Die Sahelzone: Aufstrebendes Zentrum des globalen Islamismus
Der Westen ist nirgendwo zu sehen
Nils A. Haug, 11. April 2025, Gatestone Institute
aus dem Englischen von Daniel Heiniger
- Der Global Terrorism Index 2025 des Institute for Economics & Peace zeigt, dass der Hauptanstifter des globalen Terrorismus im Jahr 2024 der Islamische Staat (ISIS) und mit ihm verbundene Gruppen – wie Al-Qaida, Jamaat Nusrat Al-Islam wal Muslimeen, Tehrik-e-Taliban Pakistan und Al-Shabaab – waren. Zusammen waren sie für mehr als 7.500 Todesopfer verantwortlich.

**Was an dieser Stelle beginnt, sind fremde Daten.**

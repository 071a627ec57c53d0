//! Default segmentation constants.
//!
//! Shared by `EngineConfig` defaults and by tests so the two never drift.

/// Silence threshold as linear RMS amplitude.
///
/// Equivalent to roughly -45 dBFS (10^(-45/20)). Calibrated once for typical
/// microphone input; deliberately not exposed in `EngineConfig` — the
/// user-facing knob is the silence gap, not the noise floor.
pub const SILENCE_THRESHOLD: f32 = 0.005_623;

/// Smoothing factor for the exponential moving average over per-frame RMS.
///
/// `avg' = avg * (1 - alpha) + rms * alpha`. Higher values react faster to
/// level changes but flutter more around the threshold.
pub const ENERGY_ALPHA: f32 = 0.2;

/// Default continuous-silence duration (seconds) that forces an utterance
/// boundary when the recognizer never reports a final result.
pub const SILENCE_GAP_SECS: f32 = 1.0;

/// Hard bounds for the silence gap. Values outside are clamped, not rejected.
pub const SILENCE_GAP_MIN_SECS: f32 = 0.5;
pub const SILENCE_GAP_MAX_SECS: f32 = 5.0;

/// Minimum interval between emitted partial updates in milliseconds.
///
/// Bounds the update rate seen by a slow rendering consumer; snapshots that
/// arrive faster are still cached for finalization.
pub const PARTIAL_MIN_INTERVAL_MS: u64 = 150;

/// Minimum new-suffix length (characters) for a partial update to be emitted.
pub const PARTIAL_MIN_CHARS: usize = 1;

/// Suppression window after each finalize, in milliseconds.
///
/// Utterance onsets inside this window are dropped so stale trailing
/// recognizer output cannot reopen a closed utterance.
pub const REFRACTORY_MS: u64 = 300;

/// Cadence of the defensive fallback tick in milliseconds.
pub const TICK_INTERVAL_MS: u64 = 500;

/// Bound on the serialized event channel between producers and the
/// single consumer task.
pub const EVENT_BUFFER_SIZE: usize = 100;

/// Bound on the partial/final broadcast channels.
pub const OUTPUT_BUFFER_SIZE: usize = 64;
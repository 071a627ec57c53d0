//! Silence boundary detection.
//!
//! Accumulates consecutive silent time from smoothed energy observations and
//! signals a boundary once the configured gap elapses. The detector resets
//! its own counter when it signals (consume-and-reset), so one silence
//! episode yields one signal; acting on it only while an utterance is open
//! is the caller's job.

use crate::defaults;

/// Result of observing one frame's smoothed energy.
#[derive(Debug, Clone, Copy, PartialEq, Eq)]
pub struct SilenceObservation {
    /// Whether the frame was at or above the silence threshold.
    pub voiced: bool,
    /// Whether accumulated silence just reached the configured gap.
    pub boundary: bool,
}

/// Hysteresis counter over consecutive silent frame time.
#[derive(Debug, Clone)]
pub struct SilenceDetector {
    threshold: f32,
    silence_gap_secs: f32,
    consecutive_silent_secs: f32,
}

impl SilenceDetector {
    /// Creates a detector with the given (already clamped) silence gap.
    pub fn new(silence_gap_secs: f32) -> Self {
        Self {
            threshold: defaults::SILENCE_THRESHOLD,
            silence_gap_secs,
            consecutive_silent_secs: 0.0,
        }
    }

    /// Observes one frame's smoothed energy and duration.
    pub fn observe(&mut self, energy: f32, frame_secs: f32) -> SilenceObservation {
        if energy >= self.threshold {
            self.consecutive_silent_secs = 0.0;
            return SilenceObservation {
                voiced: true,
                boundary: false,
            };
        }

        self.consecutive_silent_secs += frame_secs.max(0.0);
        let boundary = self.consecutive_silent_secs >= self.silence_gap_secs;
        if boundary {
            self.consecutive_silent_secs = 0.0;
        }
        SilenceObservation {
            voiced: false,
            boundary,
        }
    }

    /// Updates the silence gap; applies on the next observation.
    pub fn set_silence_gap(&mut self, secs: f32) {
        self.silence_gap_secs = secs;
    }

    /// Accumulated consecutive silence in seconds.
    pub fn consecutive_silent_secs(&self) -> f32 {
        self.consecutive_silent_secs
    }

    /// Zeroes the counter (stop/start and post-finalize).
    pub fn reset(&mut self) {
        self.consecutive_silent_secs = 0.0;
    }
}

#[cfg(test)]
mod tests {
    use super::*;

    const LOUD: f32 = 0.1;
    const QUIET: f32 = 0.001;

    #[test]
    fn test_voiced_frame_resets_counter() {
        let mut detector = SilenceDetector::new(1.0);
        detector.observe(QUIET, 0.5);
        assert!(detector.consecutive_silent_secs() > 0.0);

        let obs = detector.observe(LOUD, 0.1);
        assert!(obs.voiced);
        assert!(!obs.boundary);
        assert_eq!(detector.consecutive_silent_secs(), 0.0);
    }

    #[test]
    fn test_boundary_fires_at_gap() {
        let mut detector = SilenceDetector::new(1.0);
        // 0.9s of silence: no boundary yet
        for _ in 0..9 {
            let obs = detector.observe(QUIET, 0.1);
            assert!(!obs.boundary);
        }
        // Crossing 1.0s fires
        let obs = detector.observe(QUIET, 0.1);
        assert!(obs.boundary);
        assert!(!obs.voiced);
    }

    #[test]
    fn test_boundary_fires_once_per_episode() {
        let mut detector = SilenceDetector::new(1.0);
        for _ in 0..10 {
            detector.observe(QUIET, 0.1);
        }
        // Counter was consumed by the signal; the immediately following
        // silent frame must not fire again.
        let obs = detector.observe(QUIET, 0.1);
        assert!(!obs.boundary);
        assert!((detector.consecutive_silent_secs() - 0.1).abs() < 1e-6);
    }

    #[test]
    fn test_gap_change_applies_next_observation() {
        let mut detector = SilenceDetector::new(2.0);
        let obs = detector.observe(QUIET, 1.0);
        assert!(!obs.boundary);

        detector.set_silence_gap(1.0);
        let obs = detector.observe(QUIET, 0.1);
        assert!(obs.boundary, "1.1s accumulated against the new 1.0s gap");
    }

    #[test]
    fn test_negative_frame_duration_ignored() {
        let mut detector = SilenceDetector::new(1.0);
        detector.observe(QUIET, -5.0);
        assert_eq!(detector.consecutive_silent_secs(), 0.0);
    }

    #[test]
    fn test_reset_zeroes_counter() {
        let mut detector = SilenceDetector::new(1.0);
        detector.observe(QUIET, 0.7);
        detector.reset();
        assert_eq!(detector.consecutive_silent_secs(), 0.0);
    }
}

- Obwohl der Westen in Ländern wie Schweden, Australien, Finnland, den Niederlanden, Dänemark, Deutschland und der Schweiz einen eskalierenden Terrorismus erlebt, bleibt die Sahelzone das globale Epizentrum des Terrorismus und war 2024 für mehr als die Hälfte aller terrorismusbedingten Todesfälle verantwortlich. Hier überstieg die Zahl der Konflikttoten erstmals 25.000, von denen fast 4.000 direkt mit Terrorismus in Verbindung standen.
- Beunruhigend ist, dass in Europa „jeder fünfte wegen Terrorismus Verhaftete juristisch als Kind eingestuft wird“.
- Die Konsequenz ist natürlich, dass der IS mit dem Rückzug des Westens freie Hand hat, seine Visionen von globalem Einfluss umzusetzen. Er ist derzeit in 22 Ländern präsent.
- Die russische Söldnermiliz Wagner, obwohl in „Expeditionskorps“ umbenannt, setzt ihre räuberischen Aktivitäten in der Region fort und bietet „Regierungen in Afrika ein ‚Regimeüberlebenspaket‘ im Austausch für den Zugang zu strategisch wichtigen natürlichen Ressourcen“.
- Verdeckt erlangte russische Dokumente enthüllen, wie die Gruppe versucht, „die Bergbaugesetze in Westafrika zu ändern, mit dem Ziel, westliche Unternehmen aus einem strategisch wichtigen Gebiet zu verdrängen“. Die Folge ist eine Verschärfung der antiwestlichen Stimmung, die dazu führt, dass die lokalen Staaten versuchen, bisher fest verwurzelte ausländische Interessen zu vertreiben.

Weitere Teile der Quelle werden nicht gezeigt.